“En la cárcel me llamaban asesina y una comeniños”
María Teresa Rivera es la primera mujer en recibir asilo. En El Salvador se la condenó a 40 años por un aborto espontáneo.
Con cinco años se quedó huérfana de madre; de su padre nunca supo. A esa edad se hizo cargo de su hermano de dos y empezó a trabajar. La difícil infancia de María Teresa Rivera (San Juan Opico, 1982) ya avanzaba que no iba a tener una vida fácil. Su historia está plagada de pesadillas, desde una violación hasta la cárcel tras sufrir un aborto en un país donde las mujeres que interrumpen su embarazo o pierden sus bebés por complicaciones obstétricas son consideradas homicidas. Pero ahora puede soñar. Asilada en Suecia desde 2016, estudia enfermería y planea ser abogada.

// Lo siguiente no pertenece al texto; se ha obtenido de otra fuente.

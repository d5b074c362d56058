//! # Type Error Definitions
//!
//! This module defines the diagnostics of the type checking phase. An
//! inference run stops at the first failure; exactly one of these errors
//! is reported.
//!
//! The error kinds fall into three groups:
//!
//! - scope errors: a variable that is not bound (`UnboundVariable`) or a
//!   binder for a name that is already bound (`AlreadyDefined`)
//! - unification failures: two types with incompatible shapes
//!   (`Mismatch`), which also covers would-be infinite types and
//!   inequivalent quantifiers
//! - polymorphism discipline: a skolem constant escaping a subsumption
//!   (`SkolemEscape`) and an un-annotated lambda parameter that came out
//!   polymorphic (`PolymorphicParameter`)
//! - annotation validation: a constructor used at the wrong arity
//!   (`ArityMismatch`) or not declared at all (`UnknownConstructor`)
//!
//! Internal invariant violations (non-idempotent substitutions, a
//! non-arrow where the application rule guarantees an arrow) are *not*
//! represented here; they panic.
//!
//! ## Error Reporting
//!
//! Errors carry the source span of the term that was being inferred. The
//! `Display` implementation renders the source context when the span has
//! one and a plain `Type error:` line otherwise.

use std::fmt;

use lachs::Span;

use super::ty::{Name, Type};

/// Type error encountered during type inference.
#[derive(Debug, Clone, PartialEq)]
pub enum TypeError {
    /// Reference to a variable that is not bound in the context.
    UnboundVariable { name: String, span: Span },

    /// A lambda or let binder for a name that is already bound.
    ///
    /// Shadowing a user name is rejected outright.
    AlreadyDefined { name: String, span: Span },

    /// Two types that should agree cannot be unified.
    ///
    /// Both offending types are reported. Would-be infinite types and
    /// quantifiers that are not equivalent surface as this error too.
    Mismatch {
        expected: Type,
        found: Type,
        span: Span,
    },

    /// A skolem constant escaped its subsumption judgement: the found
    /// type is not polymorphic enough for the expected one.
    SkolemEscape {
        expected: Type,
        found: Type,
        span: Span,
    },

    /// An un-annotated lambda parameter was inferred a polymorphic type.
    ///
    /// Polymorphism at a parameter position requires an explicit
    /// annotation.
    PolymorphicParameter {
        name: String,
        ty: Type,
        span: Span,
    },

    /// A type constructor applied to the wrong number of arguments.
    ArityMismatch {
        con: Name,
        expected: usize,
        found: usize,
        span: Span,
    },

    /// A type constructor that is not declared.
    UnknownConstructor { con: Name, span: Span },
}

impl TypeError {
    pub fn unbound_variable(name: String, span: Span) -> Self {
        TypeError::UnboundVariable { name, span }
    }

    pub fn already_defined(name: String, span: Span) -> Self {
        TypeError::AlreadyDefined { name, span }
    }

    pub fn mismatch(expected: Type, found: Type, span: Span) -> Self {
        TypeError::Mismatch {
            expected,
            found,
            span,
        }
    }

    pub fn skolem_escape(expected: Type, found: Type, span: Span) -> Self {
        TypeError::SkolemEscape {
            expected,
            found,
            span,
        }
    }

    pub fn polymorphic_parameter(name: String, ty: Type, span: Span) -> Self {
        TypeError::PolymorphicParameter { name, ty, span }
    }

    pub fn arity_mismatch(con: Name, expected: usize, found: usize, span: Span) -> Self {
        TypeError::ArityMismatch {
            con,
            expected,
            found,
            span,
        }
    }

    pub fn unknown_constructor(con: Name, span: Span) -> Self {
        TypeError::UnknownConstructor { con, span }
    }

    fn span(&self) -> &Span {
        match self {
            TypeError::UnboundVariable { span, .. }
            | TypeError::AlreadyDefined { span, .. }
            | TypeError::Mismatch { span, .. }
            | TypeError::SkolemEscape { span, .. }
            | TypeError::PolymorphicParameter { span, .. }
            | TypeError::ArityMismatch { span, .. }
            | TypeError::UnknownConstructor { span, .. } => span,
        }
    }

    fn message(&self) -> String {
        match self {
            TypeError::UnboundVariable { name, .. } => {
                format!("unbound variable: {}", name)
            }
            TypeError::AlreadyDefined { name, .. } => {
                format!("variable is already defined: {}", name)
            }
            TypeError::Mismatch {
                expected, found, ..
            } => {
                format!(
                    "type mismatch: expected {}, found {}",
                    expected.pretty(),
                    found.pretty()
                )
            }
            TypeError::SkolemEscape {
                expected, found, ..
            } => {
                format!(
                    "type is not polymorphic enough: expected {}, found {}",
                    expected.pretty(),
                    found.pretty()
                )
            }
            TypeError::PolymorphicParameter { name, ty, .. } => {
                format!(
                    "parameter {} was inferred the polymorphic type {}; \
                     polymorphic parameters must be annotated",
                    name,
                    ty.pretty()
                )
            }
            TypeError::ArityMismatch {
                con,
                expected,
                found,
                ..
            } => {
                format!(
                    "type constructor {} expects {} argument(s), found {}",
                    con, expected, found
                )
            }
            TypeError::UnknownConstructor { con, .. } => {
                format!("unknown type constructor: {}", con)
            }
        }
    }
}

impl fmt::Display for TypeError {
    fn fmt(&self, f: &mut fmt::Formatter) -> fmt::Result {
        let msg = self.message();
        let span = self.span();
        if span.source.is_empty() {
            write!(f, "Type error: {}", msg)
        } else {
            write!(f, "{}", span.to_string(&msg))
        }
    }
}

impl std::error::Error for TypeError {}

“Mi mamá desapareció durante la guerra. Nos fuimos a vivir con mis tías, que nos explotaban. Teníamos que ir a vender verduras al mercado para llevar dinero. Y luego solo nos daban de comer una tortilla con limón para los dos”, comienza su relato. Pese a que tenía que trabajar, Rivera quería seguir en la escuela, por eso iba en el turno de la noche. Un día, camino al colegio, unos vecinos la violaron.

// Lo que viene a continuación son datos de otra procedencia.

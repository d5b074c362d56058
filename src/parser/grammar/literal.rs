//! Literal parsers

use crate::ast::expression::{Boolean, Ident, Integer};
use crate::lexer::Token;

use crate::parser::combinators::BoxedParser;
use crate::parser::state::{ParseError, ParseState};

/// Parse an identifier
pub fn ident() -> BoxedParser<Ident> {
    BoxedParser::new(|state: &mut ParseState| match state.peek() {
        Some(Token::Ident(_)) => {
            if let Some(Token::Ident(id)) = state.advance() {
                Ok(Ident {
                    value: id.value,
                    position: id.position,
                })
            } else {
                unreachable!()
            }
        }
        Some(tok) => {
            let err = ParseError::new("unexpected token")
                .expected("identifier")
                .found(tok.describe())
                .at(tok.pos());
            state.record_error(err.clone());
            Err(err)
        }
        None => {
            let err = ParseError::new("unexpected end of input").expected("identifier");
            state.record_error(err.clone());
            Err(err)
        }
    })
}

/// Parse an integer literal
pub fn integer() -> BoxedParser<Integer> {
    BoxedParser::new(|state: &mut ParseState| match state.peek() {
        Some(Token::Integer(_)) => {
            if let Some(Token::Integer(int)) = state.advance() {
                Ok(Integer {
                    value: int.value.parse().expect("The grammar should prevent this"),
                    position: int.position,
                })
            } else {
                unreachable!()
            }
        }
        Some(tok) => {
            let err = ParseError::new("unexpected token")
                .expected("integer")
                .found(tok.describe())
                .at(tok.pos());
            state.record_error(err.clone());
            Err(err)
        }
        None => {
            let err = ParseError::new("unexpected end of input").expected("integer");
            state.record_error(err.clone());
            Err(err)
        }
    })
}

/// Parse a boolean literal: "true" | "false"
pub fn boolean() -> BoxedParser<Boolean> {
    BoxedParser::new(|state: &mut ParseState| match state.peek() {
        Some(Token::True(_)) | Some(Token::False(_)) => {
            let token = state.advance().unwrap();
            Ok(Boolean {
                value: matches!(token, Token::True(_)),
                position: token.pos(),
            })
        }
        Some(tok) => {
            let err = ParseError::new("unexpected token")
                .expected("boolean")
                .found(tok.describe())
                .at(tok.pos());
            state.record_error(err.clone());
            Err(err)
        }
        None => {
            let err = ParseError::new("unexpected end of input").expected("boolean");
            state.record_error(err.clone());
            Err(err)
        }
    })
}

“Mis tías me echaron la culpa a mí: que me había pasado por desobediente. Y jamás dijeron de llamar a la policía”, continúa con entereza.
Un año después de aquel episodio, su madrina se la llevó a la capital, San Salvador, donde vivió en una casa de acogida de la ONG Aldeas Infantiles y continuó su formación hasta que cumplió la mayoría de edad. “Esa fue mi infancia. Así crecí”.

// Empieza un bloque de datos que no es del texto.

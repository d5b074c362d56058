//! Type inference and elaboration.

pub mod env;
pub mod error;
pub mod infer;
pub mod subst;
pub mod subsume;
pub mod ty;
pub mod unify;

pub use env::TypeEnv;
pub use error::TypeError;
pub use infer::Infer;
pub use subst::Substitution;
pub use ty::{Name, Type};

use crate::ast::Expression;
use crate::core::{CoreTerm, simplify::simplify};

/// Type check an implicit term.
///
/// Runs one fresh inference, then simplifies the elaboration. On success
/// the result is the explicit core term and its (closed) type.
pub fn type_check(expr: &Expression) -> Result<(CoreTerm, Type), TypeError> {
    let mut infer = Infer::new();
    let (term, ty, _) = infer.infer_expr(expr)?;
    Ok((simplify(&term), ty))
}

Su etapa adulta tampoco le deparaba muchas alegrías. Tras independizarse, empezó a trabajar y con 22 años comenzó una relación. Se quedó embarazada. “Todo iba bonito al principio, pero después empezó el maltrato psicológico y verbal, los golpes. De todo”.
Aguantó porque no quería que su hijo creciera sin un padre. Hasta que dijo “hasta aquí”.
Dejó a su pareja y se fue a vivir con su bebé de cuatro meses y su suegra, que la animaba a rehacer su vida. La paz le duró seis años.
Trabajaba duro en una maquila y tenían para todo lo necesario. “Pero no sabía que iba a fracasar también en mi nueva relación”, rememora. Lo que pasó después, la llevó a la cárcel con una condena de cuatro décadas.
“Nunca supe que estaba embarazada hasta la madrugada del 24 de noviembre de 2011”. Sintió un retortijón y pensó que algo le había caído mal al estómago.
Me desmayé y desperté en el hospital, esposada. Unos policías y los doctores me decían que era asesina.
Lo siguiente que recuerda es ir al baño sin luz de su humilde casa (“somos gente pobre”, aclara) y ver mucha sangre. “Me desmayé y cuando desperté en el hospital estaba esposada. Y unos policías y los doctores me decían que era una asesina, que había matado a mi hijo”.
Al día siguiente estaba en La Bartolina, la cárcel de detención preventiva. Allí pasó cinco días hasta que se celebró la primera audiencia ante un juez.
“¿Con qué cortaste el cordón umbilical?”, le preguntó el magistrado. “Yo no he cortado nada”, contestó. Su abogada de oficio, dice, no habló con ella en todo el proceso.
Por eso, ella misma pidió que la examinaran para comprobar que no se había tomado ni introducido nada para provocar el aborto que acababa de sufrir.
El juez hizo caso omiso de la petición de Rivera y la acusó de homicidio agravado.
En El Salvador (6,4 millones de habitantes) el aborto es ilegal desde 1998, cuando se endureció el Código Penal.
Hasta entonces estaba permitido en tres supuestos: violación, peligro para la madre o si la vida del feto no era viable.
La ley, una de las más duras del mundo, no distingue además si la interrupción del embarazo es provocada, involuntaria o el bebé muere durante el parto.
Un cambio en la Constitución del país, además, reconoce la vida “desde el momento de la concepción”, por lo que un aborto es considerado un homicidio agravado, con penas que oscilan entre 30 y 50 años.
Para esta mujer de infancia difícil, que soñaba con estudiar, y madre de un niño de seis, la condena fue de 40 años.